Lecker, Robert and David, Jack, eds.  The Annotated Bibliography of Canada's Major Authors [ABCMA] ECW Press, 1979-Volumes One and Two: Volume one (1979), 263 pp.  Volume two (1980), 277 pp.


These are the first two volumes of a proposed ten-volume series of bibliographies of forty-nine 'major' Canadian writers-poets and novelists of the nineteenth and twentieth centuries.  Five of the volumes will be devoted to fiction writers, five to poets, both English and French.  In the first volume the editors, in their introduction, make the assertion that it 'attempts to meet the demand for solid bibliographical information of five of Canada's most respected fiction writers.' Let us stop right there: 'demand' — from what sector? surely not from doctoral students and more experienced scholars who need 'solid bibliographical information.' The ABCMA bibliographies are, in reality, checklists with notes.   The notes accompany the articles about the authors; the entries for the primary works are simply brief catalogue notations.  Far more detailed descriptions of the primary works are needed before this can be described as, to use the editors' word, 'solid.'

     According to the editors, ABCMA '[first] presents full listings of all works by major Canadian authors'; second 'a complete, annotated list of works on the author' (from books, sections of books to literary awards and honours).  The editors further inform the reader that complete information regarding primary and secondary material will be provided up to December 31, 1978.  With considerable optimism the editors plan to issue 'updates' of ABCMA after 1978.

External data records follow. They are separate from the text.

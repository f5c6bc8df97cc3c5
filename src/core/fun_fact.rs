use crate::core::predicates::{digits, is_armstrong, is_perfect, is_prime};

/// Describes `n` using the first matching property, in the order
/// Armstrong, prime, perfect.
pub fn fun_fact(n: i64) -> String {
    if is_armstrong(n) {
        let digits = digits(n);
        let power = digits.len();
        let terms: Vec<String> = digits
            .iter()
            .map(|d| format!("{}^{}", d, power))
            .collect();
        format!(
            "{} is an Armstrong number because {} = {}",
            n,
            terms.join(" + "),
            n
        )
    } else if is_prime(n) {
        format!(
            "{} is a prime number because it has only two divisors: 1 and itself.",
            n
        )
    } else if is_perfect(n) {
        format!(
            "{} is a perfect number because the sum of its proper divisors equals the number.",
            n
        )
    } else {
        format!("{} is just an interesting number!", n)
    }
}
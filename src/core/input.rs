use crate::domain::model::NumericValue;
use crate::utils::error::{Fault, Result};

// 2^63，f64 可以精確表示
const I64_BOUND: f64 = 9_223_372_036_854_775_808.0;

/// A parsed `number` parameter: the raw text, the value as written, and the
/// integer every property is computed from.
#[derive(Debug, Clone, PartialEq)]
pub struct NumericInput {
    pub raw: String,
    pub value: NumericValue,
    pub integer: i64,
}

impl NumericInput {
    /// Parses as a decimal when `raw` contains a `.`, otherwise as an integer.
    /// Surrounding whitespace is ignored. Decimals are truncated toward zero;
    /// non-finite decimals and ones whose truncation does not fit in `i64` are
    /// rejected.
    pub fn parse(raw: &str) -> Result<Self> {
        let text = raw.trim();

        let (value, integer) = if raw.contains('.') {
            let decimal: f64 = text.parse().map_err(|_| Fault::validation(raw))?;
            let integer = truncate(decimal).ok_or_else(|| Fault::validation(raw))?;
            (NumericValue::Decimal(decimal), integer)
        } else {
            let integer: i64 = text.parse().map_err(|_| Fault::validation(raw))?;
            (NumericValue::Integer(integer), integer)
        };

        Ok(Self {
            raw: raw.to_string(),
            value,
            integer,
        })
    }
}

fn truncate(value: f64) -> Option<i64> {
    if !value.is_finite() {
        return None;
    }
    let truncated = value.trunc();
    if truncated < -I64_BOUND || truncated >= I64_BOUND {
        return None;
    }
    Some(truncated as i64)
}

#[cfg(test)]
mod tests {
    use super::*;

    fn assert_invalid(raw: &str) {
        match NumericInput::parse(raw) {
            Err(Fault::Validation { input }) => assert_eq!(input, raw),
            other => panic!("expected validation error for {:?}, got {:?}", raw, other),
        }
    }

    #[test]
    fn test_parse_integer() {
        let input = NumericInput::parse("153").unwrap();
        assert_eq!(input.value, NumericValue::Integer(153));
        assert_eq!(input.integer, 153);
        assert_eq!(input.raw, "153");

        assert_eq!(NumericInput::parse("-28").unwrap().integer, -28);
        assert_eq!(NumericInput::parse("+5").unwrap().integer, 5);
        assert_eq!(NumericInput::parse(" 12 ").unwrap().integer, 12);
    }

    #[test]
    fn test_parse_decimal_truncates_toward_zero() {
        let input = NumericInput::parse("7.5").unwrap();
        assert_eq!(input.value, NumericValue::Decimal(7.5));
        assert_eq!(input.integer, 7);

        assert_eq!(NumericInput::parse("-7.9").unwrap().integer, -7);
        assert_eq!(NumericInput::parse("-0.5").unwrap().integer, 0);
        assert_eq!(NumericInput::parse(".5").unwrap().integer, 0);
        assert_eq!(NumericInput::parse("5.").unwrap().integer, 5);
        assert_eq!(NumericInput::parse("1.5e3").unwrap().integer, 1500);
    }

    #[test]
    fn test_parse_rejects_non_numbers() {
        for raw in ["", " ", "abc", "12abc", "1e5", "1.2.3", ".", "-", "1_000"] {
            assert_invalid(raw);
        }
    }

    #[test]
    fn test_parse_rejects_out_of_range() {
        assert_invalid("9223372036854775808");
        assert_invalid("1.0e19");
        assert_invalid("1.0e400");
        assert_invalid("inf.0");
    }

    #[test]
    fn test_parse_accepts_i64_extremes() {
        assert_eq!(
            NumericInput::parse("-9223372036854775808").unwrap().integer,
            i64::MIN
        );
        assert_eq!(
            NumericInput::parse("9223372036854775807").unwrap().integer,
            i64::MAX
        );
    }
}
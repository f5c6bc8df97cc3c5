pub mod fun_fact;
pub mod handler;
pub mod input;
pub mod predicates;

pub use crate::domain::model::{ApiRequest, ApiResponse, NumberProperties, NumericValue, Property};
pub use crate::utils::error::Result;
//! Candidate matcher: deterministic one-to-one pairing under tolerances
//!
//! Greedy policy: ledger entries are walked in ascending date order
//! (original input order breaks ties), each one claiming its best
//! still-unclaimed statement candidate. Candidates are ranked by amount
//! delta, then date delta, then original statement order. The tie-break
//! rules are load-bearing: reports must be reproducible byte for byte
//! given identical inputs and tolerances.

use crate::types::{Entry, MatchResult, ToleranceConfig};

/// Absolute deltas between a ledger and a statement entry
fn deltas(ledger: &Entry, statement: &Entry) -> (u32, i64) {
    let date_delta = (ledger.date - statement.date).num_days().unsigned_abs() as u32;
    let amount_delta = (ledger.amount_minor - statement.amount_minor).abs();
    (date_delta, amount_delta)
}

/// True when both deltas fall inside the (inclusive) tolerance bounds
pub fn within_tolerance(ledger: &Entry, statement: &Entry, tol: &ToleranceConfig) -> bool {
    let (date_delta, amount_delta) = deltas(ledger, statement);
    date_delta <= tol.max_date_delta_days && amount_delta <= tol.max_amount_delta_minor
}

/// Produce a greedy one-to-one matching between ledger and statement entries
///
/// Pure function: inputs are untouched, no entry appears in more than one
/// result, and identical inputs always yield identical output including
/// ordering. Zero tolerance degenerates to exact date and amount matching.
/// Candidate search is a full scan per ledger entry; entry counts in this
/// domain stay small enough that bucketing by date is not worth it.
pub fn match_entries(
    ledger: &[Entry],
    statement: &[Entry],
    tol: &ToleranceConfig,
) -> Vec<MatchResult> {
    // Stable processing order: ascending date, then original input order
    let mut ledger_order: Vec<usize> = (0..ledger.len()).collect();
    ledger_order.sort_by_key(|&i| (ledger[i].date, i));

    let mut claimed = vec![false; statement.len()];
    let mut matched = Vec::new();

    for li in ledger_order {
        let ledger_entry = &ledger[li];

        // Best = (amount_delta, date_delta, statement index), minimized
        let mut best: Option<(i64, u32, usize)> = None;

        for (si, statement_entry) in statement.iter().enumerate() {
            if claimed[si] {
                continue;
            }
            let (date_delta, amount_delta) = deltas(ledger_entry, statement_entry);
            if date_delta > tol.max_date_delta_days || amount_delta > tol.max_amount_delta_minor {
                continue;
            }
            let candidate = (amount_delta, date_delta, si);
            if best.is_none_or(|b| candidate < b) {
                best = Some(candidate);
            }
        }

        if let Some((amount_delta, date_delta, si)) = best {
            claimed[si] = true;
            matched.push(MatchResult {
                ledger: ledger_entry.clone(),
                statement: statement[si].clone(),
                date_delta_days: date_delta,
                amount_delta_minor: amount_delta,
            });
        }
    }

    matched
}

     It is difficult and regrettable when one finds oneself in the position of having to criticize and to discourage bibliographical endeavours in Canadian literature, especially English Canadian, for the simple reason that so much needs to be done.  French Canadian bibliographers over the past fifteen years have received considerable moral and financial support from their provincial government as well as from the major universities and libraries in Quebec.  Their bibliographical labours have produced, in a remarkably short time, such comprehensive compilations of the province's literature as the Dictionnaire des oeuvres litteraires du Quebec (in progress; v. 1, des origins a 1900.  Montreal: Fides, 1978; v. 2, 1900 a 1939.   Montreal: Fides, 1980) and the Bibliographies de la critique de la litterature quebecoise dans les revues, xixe et xxe siecles (Ottawa: Centre de recherche en civilization canadienne-francaise, 1979.  5 v. Documents de travail: 12-16).   Nothing comparable in scope and thoroughness exists in English Canada.  Nor does there appear to be any hope of such bibliographical endeavour in the near future.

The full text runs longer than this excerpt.